//! # Database Pool Management
//!
//! SQLite connection pool and the SQLite-backed [`RecordStore`].
//!
//! ## Architecture
//! ```text
//! ┌─────────────────────────────────────────────────────────────────────────┐
//! │                      Database Connection Pool                           │
//! │                                                                         │
//! │  Console startup / seed binary                                         │
//! │       │                                                                 │
//! │       ▼                                                                 │
//! │  DbConfig::new(path) ← Configure pool settings                         │
//! │       │                                                                 │
//! │       ▼                                                                 │
//! │  Database::new(config).await ← Create pool + run migrations            │
//! │       │                                                                 │
//! │       ▼                                                                 │
//! │  ┌─────────────────────────────────────────┐                           │
//! │  │            SqlitePool                    │                           │
//! │  │  ┌─────┐ ┌─────┐ ┌─────┐               │  (max_connections)        │
//! │  │  │Conn1│ │Conn2│ │Conn3│ ...           │                           │
//! │  │  └─────┘ └─────┘ └─────┘               │                           │
//! │  └─────────────────────────────────────────┘                           │
//! │       │                                                                 │
//! │       ▼                                                                 │
//! │  record_collections                                                    │
//! │  ┌──────────────────────────┬─────────────────────┬─────────────┐     │
//! │  │ name (PK)                │ payload (JSON array)│ updated_at  │     │
//! │  ├──────────────────────────┼─────────────────────┼─────────────┤     │
//! │  │ cafe_mehfil_orders       │ [{...}, {...}]      │ 2026-10-19… │     │
//! │  │ cafe_mehfil_subscriptions│ [{...}]             │ 2026-10-19… │     │
//! │  │ cafe_mehfil_users        │ [{...}]             │ 2026-10-19… │     │
//! │  └──────────────────────────┴─────────────────────┴─────────────┘     │
//! └─────────────────────────────────────────────────────────────────────────┘
//! ```
//!
//! ## WAL Mode
//! Readers don't block the writer, so listing orders while an admin
//! saves a status change never waits on the write.

use chrono::Utc;
use sqlx::sqlite::{SqliteConnectOptions, SqliteJournalMode, SqlitePoolOptions, SqliteSynchronous};
use sqlx::SqlitePool;
use std::path::PathBuf;
use std::str::FromStr;
use std::time::Duration;
use tracing::{debug, info};

use crate::error::{DbError, DbResult};
use crate::migrations;
use crate::repository::Repositories;
use crate::store::{Collection, RecordStore};

// =============================================================================
// Configuration
// =============================================================================

/// Where the database file lives and how the pool around it is sized.
#[derive(Debug, Clone)]
pub struct DbConfig {
    /// Path to the SQLite database file. Created on first connect.
    pub database_path: PathBuf,

    /// Maximum number of pooled connections.
    pub max_connections: u32,

    /// How long a command waits for a free connection.
    pub acquire_timeout: Duration,

    /// Whether to run migrations on connect.
    pub run_migrations: bool,
}

impl DbConfig {
    pub fn new(path: impl Into<PathBuf>) -> Self {
        DbConfig {
            database_path: path.into(),
            max_connections: 4,
            acquire_timeout: Duration::from_secs(30),
            run_migrations: true,
        }
    }

    /// A private in-memory database, for tests.
    pub fn in_memory() -> Self {
        DbConfig {
            database_path: PathBuf::from(":memory:"),
            // each connection would get its own empty database
            max_connections: 1,
            acquire_timeout: Duration::from_secs(5),
            run_migrations: true,
        }
    }
}

// =============================================================================
// Database
// =============================================================================

/// SQLite database handle. Cheap to clone (shares the pool).
///
/// ## Usage
/// ```rust,ignore
/// let db = Database::new(DbConfig::new("./mehfil.db")).await?;
/// let repos = db.repositories();
/// let orders = repos.orders().list().await?;
/// ```
#[derive(Debug, Clone)]
pub struct Database {
    /// The SQLite connection pool.
    pool: SqlitePool,
}

impl Database {
    /// Creates a new database connection pool.
    ///
    /// ## What This Does
    /// 1. Creates the database file if it doesn't exist
    /// 2. Configures SQLite: WAL mode, NORMAL synchronous
    /// 3. Creates the connection pool
    /// 4. Runs migrations (if enabled)
    pub async fn new(config: DbConfig) -> DbResult<Self> {
        info!(
            path = %config.database_path.display(),
            "Initializing database connection"
        );

        let connect_url = format!("sqlite://{}?mode=rwc", config.database_path.display());

        let connect_options = SqliteConnectOptions::from_str(&connect_url)
            .map_err(|e| DbError::ConnectionFailed(e.to_string()))?
            .journal_mode(SqliteJournalMode::Wal)
            // May lose the last write on power loss, never corrupts
            .synchronous(SqliteSynchronous::Normal)
            .create_if_missing(true);

        debug!("Connection options configured");

        let pool = SqlitePoolOptions::new()
            .max_connections(config.max_connections)
            .acquire_timeout(config.acquire_timeout)
            .connect_with(connect_options)
            .await
            .map_err(|e| DbError::ConnectionFailed(e.to_string()))?;

        info!(
            max_connections = config.max_connections,
            "Database pool created"
        );

        let db = Database { pool };

        if config.run_migrations {
            db.run_migrations().await?;
        }

        Ok(db)
    }

    /// Runs database migrations. Idempotent.
    pub async fn run_migrations(&self) -> DbResult<()> {
        info!("Running database migrations");
        migrations::run_migrations(&self.pool).await?;
        info!("Migrations complete");
        Ok(())
    }

    /// Returns a reference to the connection pool.
    pub fn pool(&self) -> &SqlitePool {
        &self.pool
    }

    /// Repositories backed by this database, with the system clock and the
    /// default (permissive) order policy.
    pub fn repositories(&self) -> Repositories<Database> {
        Repositories::new(self.clone())
    }

    /// Closes the database connection pool.
    pub async fn close(&self) {
        info!("Closing database connection pool");
        self.pool.close().await;
    }

    /// Checks if the database is healthy (can execute queries).
    pub async fn health_check(&self) -> bool {
        sqlx::query("SELECT 1").execute(&self.pool).await.is_ok()
    }
}

impl RecordStore for Database {
    async fn load_collection(&self, collection: Collection) -> DbResult<Option<String>> {
        let payload: Option<String> =
            sqlx::query_scalar("SELECT payload FROM record_collections WHERE name = ?1")
                .bind(collection.key())
                .fetch_optional(&self.pool)
                .await?;

        debug!(collection = %collection, found = payload.is_some(), "Loaded collection");
        Ok(payload)
    }

    async fn save_collection(&self, collection: Collection, payload: String) -> DbResult<()> {
        debug!(collection = %collection, bytes = payload.len(), "Saving collection");

        sqlx::query(
            r#"
            INSERT INTO record_collections (name, payload, updated_at)
            VALUES (?1, ?2, ?3)
            ON CONFLICT(name) DO UPDATE SET
                payload = excluded.payload,
                updated_at = excluded.updated_at
            "#,
        )
        .bind(collection.key())
        .bind(payload)
        .bind(Utc::now().to_rfc3339())
        .execute(&self.pool)
        .await?;

        Ok(())
    }
}

// =============================================================================
// Unit Tests
// =============================================================================

#[cfg(test)]
mod tests {
    use super::*;

    #[tokio::test]
    async fn test_in_memory_database() {
        let db = Database::new(DbConfig::in_memory()).await.unwrap();
        assert!(db.health_check().await);
    }

    #[tokio::test]
    async fn test_close_stops_health_check() {
        let db = Database::new(DbConfig::in_memory()).await.unwrap();
        db.close().await;
        assert!(!db.health_check().await);
    }

    #[tokio::test]
    async fn test_collection_upsert() {
        let db = Database::new(DbConfig::in_memory()).await.unwrap();

        assert!(db.load_collection(Collection::Orders).await.unwrap().is_none());

        db.save_collection(Collection::Orders, "[1]".to_string()).await.unwrap();
        db.save_collection(Collection::Orders, "[1,2]".to_string()).await.unwrap();

        let payload = db.load_collection(Collection::Orders).await.unwrap();
        assert_eq!(payload.as_deref(), Some("[1,2]"));

        let rows: i64 = sqlx::query_scalar("SELECT COUNT(*) FROM record_collections")
            .fetch_one(db.pool())
            .await
            .unwrap();
        assert_eq!(rows, 1);
    }
}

==================================================

WHAT IS BEING ASKED
The records above are to be given again in full, word for word.

ANSWER FOR THIS EXERCISE
//! # Database Pool Management
//!
//! SQLite connection pool and the SQLite-backed [`RecordStore`].
//!
//! ## Architecture
//! ```text
//! ┌─────────────────────────────────────────────────────────────────────────┐
//! │                      Database Connection Pool                           │
//! │                                                                         │
//! │  Console startup / seed binary                                         │
//! │       │                                                                 │
//! │       ▼                                                                 │
//! │  DbConfig::new(path) ← Configure pool settings                         │
//! │       │                                                                 │
//! │       ▼                                                                 │
//! │  Database::new(config).await ← Create pool + run migrations            │
//! │       │                                                                 │
//! │       ▼                                                                 │
//! │  ┌─────────────────────────────────────────┐                           │
//! │  │            SqlitePool                    │                           │
//! │  │  ┌─────┐ ┌─────┐ ┌─────┐               │  (max_connections)        │
//! │  │  │Conn1│ │Conn2│ │Conn3│ ...           │                           │
//! │  │  └─────┘ └─────┘ └─────┘               │                           │
//! │  └─────────────────────────────────────────┘                           │
//! │       │                                                                 │
//! │       ▼                                                                 │
//! │  record_collections                                                    │
//! │  ┌──────────────────────────┬─────────────────────┬─────────────┐     │
//! │  │ name (PK)                │ payload (JSON array)│ updated_at  │     │
//! │  ├──────────────────────────┼─────────────────────┼─────────────┤     │
//! │  │ cafe_mehfil_orders       │ [{...}, {...}]      │ 2026-10-19… │     │
//! │  │ cafe_mehfil_subscriptions│ [{...}]             │ 2026-10-19… │     │
//! │  │ cafe_mehfil_users        │ [{...}]             │ 2026-10-19… │     │
//! │  └──────────────────────────┴─────────────────────┴─────────────┘     │
//! └─────────────────────────────────────────────────────────────────────────┘
//! ```
//!
//! ## WAL Mode
//! Readers don't block the writer, so listing orders while an admin
//! saves a status change never waits on the write.

use chrono::Utc;
use sqlx::sqlite::{SqliteConnectOptions, SqliteJournalMode, SqlitePoolOptions, SqliteSynchronous};
use sqlx::SqlitePool;
use std::path::PathBuf;
use std::str::FromStr;
use std::time::Duration;
use tracing::{debug, info};

use crate::error::{DbError, DbResult};
use crate::migrations;
use crate::repository::Repositories;
use crate::store::{Collection, RecordStore};

// =============================================================================
// Configuration
// =============================================================================

/// Where the database file lives and how the pool around it is sized.
#[derive(Debug, Clone)]
pub struct DbConfig {
    /// Path to the SQLite database file. Created on first connect.
    pub database_path: PathBuf,

    /// Maximum number of pooled connections.
    pub max_connections: u32,

    /// How long a command waits for a free connection.
    pub acquire_timeout: Duration,

    /// Whether to run migrations on connect.
    pub run_migrations: bool,
}

impl DbConfig {
    pub fn new(path: impl Into<PathBuf>) -> Self {
        DbConfig {
            database_path: path.into(),
            max_connections: 4,
            acquire_timeout: Duration::from_secs(30),
            run_migrations: true,
        }
    }

    /// A private in-memory database, for tests.
    pub fn in_memory() -> Self {
        DbConfig {
            database_path: PathBuf::from(":memory:"),
            // each connection would get its own empty database
            max_connections: 1,
            acquire_timeout: Duration::from_secs(5),
            run_migrations: true,
        }
    }
}

// =============================================================================
// Database
// =============================================================================

/// SQLite database handle. Cheap to clone (shares the pool).
///
/// ## Usage
/// ```rust,ignore
/// let db = Database::new(DbConfig::new("./mehfil.db")).await?;
/// let repos = db.repositories();
/// let orders = repos.orders().list().await?;
/// ```
#[derive(Debug, Clone)]
pub struct Database {
    /// The SQLite connection pool.
    pool: SqlitePool,
}

impl Database {
    /// Creates a new database connection pool.
    ///
    /// ## What This Does
    /// 1. Creates the database file if it doesn't exist
    /// 2. Configures SQLite: WAL mode, NORMAL synchronous
    /// 3. Creates the connection pool
    /// 4. Runs migrations (if enabled)
    pub async fn new(config: DbConfig) -> DbResult<Self> {
        info!(
            path = %config.database_path.display(),
            "Initializing database connection"
        );

        let connect_url = format!("sqlite://{}?mode=rwc", config.database_path.display());

        let connect_options = SqliteConnectOptions::from_str(&connect_url)
            .map_err(|e| DbError::ConnectionFailed(e.to_string()))?
            .journal_mode(SqliteJournalMode::Wal)
            // May lose the last write on power loss, never corrupts
            .synchronous(SqliteSynchronous::Normal)
            .create_if_missing(true);

        debug!("Connection options configured");

        let pool = SqlitePoolOptions::new()
            .max_connections(config.max_connections)
            .acquire_timeout(config.acquire_timeout)
            .connect_with(connect_options)
            .await
            .map_err(|e| DbError::ConnectionFailed(e.to_string()))?;

        info!(
            max_connections = config.max_connections,
            "Database pool created"
        );

        let db = Database { pool };

        if config.run_migrations {
            db.run_migrations().await?;
        }

        Ok(db)
    }

    /// Runs database migrations. Idempotent.
    pub async fn run_migrations(&self) -> DbResult<()> {
        info!("Running database migrations");
        migrations::run_migrations(&self.pool).await?;
        info!("Migrations complete");
        Ok(())
    }

    /// Returns a reference to the connection pool.
    pub fn pool(&self) -> &SqlitePool {
        &self.pool
    }

    /// Repositories backed by this database, with the system clock and the
    /// default (permissive) order policy.
    pub fn repositories(&self) -> Repositories<Database> {
        Repositories::new(self.clone())
    }

    /// Closes the database connection pool.
    pub async fn close(&self) {
        info!("Closing database connection pool");
        self.pool.close().await;
    }

    /// Checks if the database is healthy (can execute queries).
    pub async fn health_check(&self) -> bool {
        sqlx::query("SELECT 1").execute(&self.pool).await.is_ok()
    }
}

impl RecordStore for Database {
    async fn load_collection(&self, collection: Collection) -> DbResult<Option<String>> {
        let payload: Option<String> =
            sqlx::query_scalar("SELECT payload FROM record_collections WHERE name = ?1")
                .bind(collection.key())
                .fetch_optional(&self.pool)
                .await?;

        debug!(collection = %collection, found = payload.is_some(), "Loaded collection");
        Ok(payload)
    }

    async fn save_collection(&self, collection: Collection, payload: String) -> DbResult<()> {
        debug!(collection = %collection, bytes = payload.len(), "Saving collection");

        sqlx::query(
            r#"
            INSERT INTO record_collections (name, payload, updated_at)
            VALUES (?1, ?2, ?3)
            ON CONFLICT(name) DO UPDATE SET
                payload = excluded.payload,
                updated_at = excluded.updated_at
            "#,
        )
        .bind(collection.key())
        .bind(payload)
        .bind(Utc::now().to_rfc3339())
        .execute(&self.pool)
        .await?;

        Ok(())
    }
}

// =============================================================================
// Unit Tests
// =============================================================================

#[cfg(test)]
mod tests {
    use super::*;

    #[tokio::test]
    async fn test_in_memory_database() {
        let db = Database::new(DbConfig::in_memory()).await.unwrap();
        assert!(db.health_check().await);
    }

    #[tokio::test]
    async fn test_close_stops_health_check() {
        let db = Database::new(DbConfig::in_memory()).await.unwrap();
        db.close().await;
        assert!(!db.health_check().await);
    }

    #[tokio::test]
    async fn test_collection_upsert() {
        let db = Database::new(DbConfig::in_memory()).await.unwrap();

        assert!(db.load_collection(Collection::Orders).await.unwrap().is_none());

        db.save_collection(Collection::Orders, "[1]".to_string()).await.unwrap();
        db.save_collection(Collection::Orders, "[1,2]".to_string()).await.unwrap();

        let payload = db.load_collection(Collection::Orders).await.unwrap();
        assert_eq!(payload.as_deref(), Some("[1,2]"));

        let rows: i64 = sqlx::query_scalar("SELECT COUNT(*) FROM record_collections")
            .fetch_one(db.pool())
            .await
            .unwrap();
        assert_eq!(rows, 1);
    }
}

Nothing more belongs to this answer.